OK, the weekend is too precise for when it happened. It's been shifting for a couple of weeks now. My ongoing quest to gain weight has been going on without any real desire to pursue it on my part for several years now. Sometime a couple weeks back that began to change. Portions just didn't get as large as they used to. My Mongolian bowl wasn't mostly meat and noodles, but instead mostly vegies and little sauce. Then the big moment this past weekend where I turned to Mrs. NFB and said, "I think I'm done with pop."
"What?" The look of disgust on her face was like the look someone gives to a person who casually says, "I'm gonna go rape the neighbor's dog."
"Pop," I urp my way through the sentence, "I think I'm done with it."
"But why?" I could hear the desperation in her voice.

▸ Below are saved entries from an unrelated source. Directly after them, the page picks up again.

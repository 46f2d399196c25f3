//! Dedicated server façade

mod facade;

pub use facade::DedicatedServerFacade;
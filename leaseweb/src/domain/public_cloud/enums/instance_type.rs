string_enum! {
    /// Machine sizes offered by the platform
    pub enum InstanceType {
        M3Large => "lsw.m3.large",
        M3XLarge => "lsw.m3.xlarge",
        M32XLarge => "lsw.m3.2xlarge",
        M4Large => "lsw.m4.large",
        M4XLarge => "lsw.m4.xlarge",
        M42XLarge => "lsw.m4.2xlarge",
        M44XLarge => "lsw.m4.4xlarge",
        M5Large => "lsw.m5.large",
        M5XLarge => "lsw.m5.xlarge",
        M52XLarge => "lsw.m5.2xlarge",
        M54XLarge => "lsw.m5.4xlarge",
        M5aLarge => "lsw.m5a.large",
        M5aXLarge => "lsw.m5a.xlarge",
        M5a2XLarge => "lsw.m5a.2xlarge",
        M5a4XLarge => "lsw.m5a.4xlarge",
        M5a8XLarge => "lsw.m5a.8xlarge",
        M5a12XLarge => "lsw.m5a.12xlarge",
        M6aLarge => "lsw.m6a.large",
        M6aXLarge => "lsw.m6a.xlarge",
        M6a2XLarge => "lsw.m6a.2xlarge",
        M6a4XLarge => "lsw.m6a.4xlarge",
        M6a8XLarge => "lsw.m6a.8xlarge",
        M6a12XLarge => "lsw.m6a.12xlarge",
        M6a16XLarge => "lsw.m6a.16xlarge",
        M6a24XLarge => "lsw.m6a.24xlarge",
        C3Large => "lsw.c3.large",
        C3XLarge => "lsw.c3.xlarge",
        C32XLarge => "lsw.c3.2xlarge",
        C34XLarge => "lsw.c3.4xlarge",
        C4Large => "lsw.c4.large",
        C4XLarge => "lsw.c4.xlarge",
        C42XLarge => "lsw.c4.2xlarge",
        C44XLarge => "lsw.c4.4xlarge",
        C5Large => "lsw.c5.large",
        C5XLarge => "lsw.c5.xlarge",
        C52XLarge => "lsw.c5.2xlarge",
        C54XLarge => "lsw.c5.4xlarge",
        C5aLarge => "lsw.c5a.large",
        C5aXLarge => "lsw.c5a.xlarge",
        C5a2XLarge => "lsw.c5a.2xlarge",
        C5a4XLarge => "lsw.c5a.4xlarge",
        C5a9XLarge => "lsw.c5a.9xlarge",
        C5a12XLarge => "lsw.c5a.12xlarge",
        C6aLarge => "lsw.c6a.large",
        C6aXLarge => "lsw.c6a.xlarge",
        C6a2XLarge => "lsw.c6a.2xlarge",
        C6a4XLarge => "lsw.c6a.4xlarge",
        C6a8XLarge => "lsw.c6a.8xlarge",
        C6a12XLarge => "lsw.c6a.12xlarge",
        C6a16XLarge => "lsw.c6a.16xlarge",
        C6a24XLarge => "lsw.c6a.24xlarge",
        R3Large => "lsw.r3.large",
        R3XLarge => "lsw.r3.xlarge",
        R32XLarge => "lsw.r3.2xlarge",
        R4Large => "lsw.r4.large",
        R4XLarge => "lsw.r4.xlarge",
        R42XLarge => "lsw.r4.2xlarge",
        R5Large => "lsw.r5.large",
        R5XLarge => "lsw.r5.xlarge",
        R52XLarge => "lsw.r5.2xlarge",
        R5aLarge => "lsw.r5a.large",
        R5aXLarge => "lsw.r5a.xlarge",
        R5a2XLarge => "lsw.r5a.2xlarge",
        R5a4XLarge => "lsw.r5a.4xlarge",
        R5a8XLarge => "lsw.r5a.8xlarge",
        R5a12XLarge => "lsw.r5a.12xlarge",
        R6aLarge => "lsw.r6a.large",
        R6aXLarge => "lsw.r6a.xlarge",
        R6a2XLarge => "lsw.r6a.2xlarge",
        R6a4XLarge => "lsw.r6a.4xlarge",
        R6a8XLarge => "lsw.r6a.8xlarge",
        R6a12XLarge => "lsw.r6a.12xlarge",
        R6a16XLarge => "lsw.r6a.16xlarge",
    }
}
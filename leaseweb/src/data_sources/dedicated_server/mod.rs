//! Dedicated server data sources

pub mod servers;

pub use servers::DedicatedServersDataSource;
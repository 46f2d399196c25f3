use crate::domain::public_cloud::DomainError;

/// Root disk size in GiB
#[derive(Debug, Clone, Copy, PartialEq, Eq)]
pub struct RootDiskSize(i64);

impl RootDiskSize {
    pub const MIN: i64 = 5;
    pub const MAX: i64 = 1000;

    pub fn new(value: i64) -> Result<Self, DomainError> {
        if !(Self::MIN..=Self::MAX).contains(&value) {
            return Err(DomainError::RootDiskSizeOutOfRange {
                value,
                min: Self::MIN,
                max: Self::MAX,
            });
        }
        Ok(Self(value))
    }

    pub fn value(&self) -> i64 {
        self.0
    }
}
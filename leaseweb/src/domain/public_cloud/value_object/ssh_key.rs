use crate::domain::public_cloud::DomainError;
use regex::Regex;
use std::fmt;
use std::sync::OnceLock;

/// OpenSSH public key, RSA or ED25519
#[derive(Debug, Clone, PartialEq, Eq)]
pub struct SshKey(String);

impl SshKey {
    pub const REGULAR_EXPRESSION: &'static str =
        r"^(ssh-rsa AAAAB3NzaC1yc2|ssh-ed25519 AAAAC3NzaC1lZDI1NTE5)[0-9A-Za-z+/]+[=]{0,3}( .*)?$";

    pub fn new(value: &str) -> Result<Self, DomainError> {
        match pattern() {
            Some(regex) if regex.is_match(value) => Ok(Self(value.to_string())),
            _ => Err(DomainError::InvalidSshKey(value.to_string())),
        }
    }

    pub fn as_str(&self) -> &str {
        &self.0
    }
}

impl fmt::Display for SshKey {
    fn fmt(&self, f: &mut fmt::Formatter<'_>) -> fmt::Result {
        f.write_str(&self.0)
    }
}

fn pattern() -> Option<&'static Regex> {
    static PATTERN: OnceLock<Option<Regex>> = OnceLock::new();
    PATTERN
        .get_or_init(|| Regex::new(SshKey::REGULAR_EXPRESSION).ok())
        .as_ref()
}

#[cfg(test)]
mod tests {
    use super::*;

    const RSA: &str = "ssh-rsa AAAAB3NzaC1yc2EAAAADAQABAAABgQDWvBbugarDWMkELKmnzzYaxPkDpS9qDokehBM+OhgrgyTWssaREYPDHsRjq7Ldv/8kTdK9i+f9HMi/BTskZrd5npFtO2gfSgFxeUALcqNDcjpXvQJxLUShNFmtxPtQLKlreyWB1r8mcAQBC/jrWD5I+mTZ7uCs4CNV4L0eLv8J1w==";
    const ED25519: &str =
        "ssh-ed25519 AAAAC3NzaC1lZDI1NTE5AAAAIBYQmRWXiBNvdf5tJ8YJ6e2lk2/1ZaGhGmNNxd2VpRkp user@host";

    #[test]
    fn accepts_rsa_and_ed25519_keys() {
        assert_eq!(SshKey::new(RSA).unwrap().to_string(), RSA);
        assert_eq!(SshKey::new(ED25519).unwrap().as_str(), ED25519);
    }

    #[test]
    fn accepts_comments_with_spaces() {
        let key = format!("{} John laptop", ED25519.trim_end_matches(" user@host"));
        assert_eq!(SshKey::new(&key).unwrap().as_str(), key);
    }

    #[test]
    fn rejects_other_strings() {
        for value in ["tralala", "", "ssh-dss AAAAB3NzaC1kc3MAAACBAP", "ssh-rsa"] {
            assert_eq!(
                SshKey::new(value).unwrap_err(),
                DomainError::InvalidSshKey(value.to_string())
            );
        }
    }
}
string_enum! {
    /// Operating system images offered by the platform
    pub enum ImageId {
        AlmaLinux864Bit => "ALMALINUX_8_64BIT",
        AlmaLinux964Bit => "ALMALINUX_9_64BIT",
        ArchLinux64Bit => "ARCH_LINUX_64BIT",
        CentOs764Bit => "CENTOS_7_64BIT",
        Debian1064Bit => "DEBIAN_10_64BIT",
        Debian1164Bit => "DEBIAN_11_64BIT",
        Debian1264Bit => "DEBIAN_12_64BIT",
        FreeBsd1364Bit => "FREEBSD_13_64BIT",
        FreeBsd1464Bit => "FREEBSD_14_64BIT",
        RockyLinux864Bit => "ROCKY_LINUX_8_64BIT",
        RockyLinux964Bit => "ROCKY_LINUX_9_64BIT",
        Ubuntu200464Bit => "UBUNTU_20_04_64BIT",
        Ubuntu220464Bit => "UBUNTU_22_04_64BIT",
        Ubuntu240464Bit => "UBUNTU_24_04_64BIT",
        WindowsServer2019Standard64Bit => "WINDOWS_SERVER_2019_STANDARD_64BIT",
        WindowsServer2022Standard64Bit => "WINDOWS_SERVER_2022_STANDARD_64BIT",
    }
}
//! Dedicated server resources

pub mod server;

pub use server::DedicatedServerResource;
//! Types shared by every Leaseweb endpoint

use serde::{Deserialize, Serialize};

/// Page size used when walking paginated collections
pub const PAGE_SIZE: i64 = 50;

/// `_metadata` block of paginated listings
#[derive(Debug, Clone, Default, PartialEq, Serialize, Deserialize)]
#[serde(rename_all = "camelCase")]
pub struct Metadata {
    #[serde(default)]
    pub total_count: i64,
    #[serde(default)]
    pub limit: i64,
    #[serde(default)]
    pub offset: i64,
}

impl Metadata {
    /// Offset of the page after the one requested at `current`, `None` once
    /// every item has been fetched
    pub fn next_offset(&self, current: i64, received: usize) -> Option<i64> {
        let next = current + received as i64;
        if received == 0 || next >= self.total_count {
            None
        } else {
            Some(next)
        }
    }
}

/// Error body returned by the API on non 2xx responses
#[derive(Debug, Clone, Default, Deserialize)]
#[serde(rename_all = "camelCase")]
pub struct ErrorResponse {
    pub error_code: Option<serde_json::Value>,
    pub error_message: Option<serde_json::Value>,
    pub correlation_id: Option<String>,
    pub error_details: Option<serde_json::Value>,
}
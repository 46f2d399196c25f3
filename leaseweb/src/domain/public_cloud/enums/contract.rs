string_enum! {
    pub enum ContractType {
        Hourly => "HOURLY",
        Monthly => "MONTHLY",
    }
}

int_enum! {
    /// Contract term in months
    pub enum ContractTerm {
        Zero => 0,
        One => 1,
        Three => 3,
        Six => 6,
        Twelve => 12,
    }
}

int_enum! {
    /// Billing frequency in months
    pub enum ContractBillingFrequency {
        Zero => 0,
        One => 1,
        Three => 3,
        Six => 6,
        Twelve => 12,
    }
}

string_enum! {
    pub enum ContractState {
        Active => "ACTIVE",
        DeleteScheduled => "DELETE_SCHEDULED",
    }
}
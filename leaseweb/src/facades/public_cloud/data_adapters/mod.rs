//! Adapters between the wire, domain and model representations of public cloud data
//!
//! Every adapter is a pure function. Errors name the adapter that detected
//! them and are wrapped by each enclosing adapter, so a failure deep inside
//! an instance reads `adapt_instance_details: adapt_contract: ...`.

mod from_resource_model;
mod to_data_source_model;
mod to_domain_entity;
mod to_resource_model;
mod to_sdk_opts;

pub use from_resource_model::{
    adapt_to_create_instance, adapt_to_update_instance, decode_instance_resource_model,
};
pub use to_data_source_model::adapt_instances as adapt_instances_to_data_source_model;
pub use to_domain_entity::{
    adapt_instance, adapt_instance_details, adapt_instance_type, adapt_region,
};
pub use to_resource_model::adapt_instance as adapt_instance_to_resource_model;
pub use to_sdk_opts::{adapt_to_launch_instance_opts, adapt_to_update_instance_opts};

use crate::domain::public_cloud::DomainError;
use chrono::{DateTime, Utc};
use thiserror::Error;
use tfplug::types::{AttributePath, Diagnostics};
use tfplug::value::{object_value_from, ObjectType, ToDynamic};
use tfplug::Value;

/// Canonical textual form of timestamps in state
pub const TIME_FORMAT: &str = "%Y-%m-%d %H:%M:%S %z %Z";

#[derive(Debug, Clone, Error)]
pub enum AdapterError {
    #[error("{function}: {source}")]
    Domain {
        function: &'static str,
        #[source]
        source: DomainError,
    },

    #[error("{function}: {field}: {source}")]
    InvalidField {
        function: &'static str,
        field: &'static str,
        #[source]
        source: DomainError,
    },

    #[error("{function}: {source}")]
    Nested {
        function: &'static str,
        #[source]
        source: Box<AdapterError>,
    },

    #[error("{function}: {diagnostics}")]
    ConfigDecode {
        function: &'static str,
        diagnostics: Diagnostics,
    },

    #[error("{function}: {diagnostics}")]
    AttributeTypeMismatch {
        function: &'static str,
        diagnostics: Diagnostics,
    },
}

impl AdapterError {
    /// Innermost domain error, if the failure came from a domain invariant
    pub fn domain_error(&self) -> Option<&DomainError> {
        match self {
            AdapterError::Domain { source, .. } | AdapterError::InvalidField { source, .. } => {
                Some(source)
            }
            AdapterError::Nested { source, .. } => source.domain_error(),
            _ => None,
        }
    }
}

pub(crate) fn domain_err(function: &'static str) -> impl FnOnce(DomainError) -> AdapterError {
    move |source| AdapterError::Domain { function, source }
}

pub(crate) fn field_err(
    function: &'static str,
    field: &'static str,
) -> impl FnOnce(DomainError) -> AdapterError {
    move |source| AdapterError::InvalidField {
        function,
        field,
        source,
    }
}

pub(crate) fn nested_err(function: &'static str) -> impl FnOnce(AdapterError) -> AdapterError {
    move |source| AdapterError::Nested {
        function,
        source: Box::new(source),
    }
}

pub(crate) fn format_time(time: Option<&DateTime<Utc>>) -> Value<String> {
    Value::from_option(time.map(|t| t.format(TIME_FORMAT).to_string()))
}

/// Encodes a model and checks it against its declared attribute types
pub(crate) fn check_model<T: ToDynamic + ObjectType>(
    function: &'static str,
    model: T,
) -> Result<T, AdapterError> {
    object_value_from(&model, &AttributePath::root())
        .map_err(|diagnostics| AdapterError::AttributeTypeMismatch {
            function,
            diagnostics,
        })?;
    Ok(model)
}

"Because it just makes me feel crappy anymore."
"Well," she says hesitantly, "I guess that'd probably be good for you."
And so, I gave up pop.
For a guy who typically takes three twenties and a twelve oz in any average day, that was quite a change.
I had my biggest test yesterday. The caffeine-fiend headache hit me hard. I fought it most of the afternoon, then around three-thirty I walked out, looked at the pop machine with my money in hand, then turned to the crapateria and picked up a small iced tea.
The headache didn't completely go away, but it lessened enough I could finish the day.
In the past couple weeks I've also switched from eating around a half-cup of M&M's every day to having none. I've been skipping my greasy bag-o-chips at lunch and been sticking to a lunchmeat sammich and cottage cheese. At night I've transfered my big desserts for a couple crackers with Nutella or, last night, a few carrots for their vaguely sweet taste.
And then last night I had my worst moment. The hunger pangs struck me after supper. This is usually the point where my attempts to drop weight have failed in the past. I end up thinking, god, I'm starving and shoving food down my gullet like a wild animal turned loose in an ocean of their favorite foods. Last night, feeling that feeling, I instead grabbed a single piece of bread, put some pieces of ham on it from our big ham cookup over the weekend, put a touch of mustard on it, and ate that slowly. Strangely, I found that that small amount of food, when eaten that slowly, was enough to knock that hunger right out.
Now, I'm not exactly sure why things feel so different this time around. I just know they do.
I've found myself being more peppy and energetic in the evenings which finds me doing more things. I'm guessing this is because my belly isn't so full I feel like I can't move. Last night I found myself out in the workshop actually doing things I've wanted to do for a long, long time. Cleaning things up, and getting on with it. I NEVER work in the shop during the week. Ever.
I feel like I've lost a lot of water weight over the past week or so. Stopping the salt and sugar intake, or at least minimizing them, has caused most of my clothes to fit just a touch looser already. And I know without any doubt that my calorie intake has dropped like a rock over the past week or a little more. Getting rid of pop is a huge part of that. Losing my candy affliction is another.
I feel all Yoda and shit about it right now. "Do, or do not; there is no try." It's weird, but it's working.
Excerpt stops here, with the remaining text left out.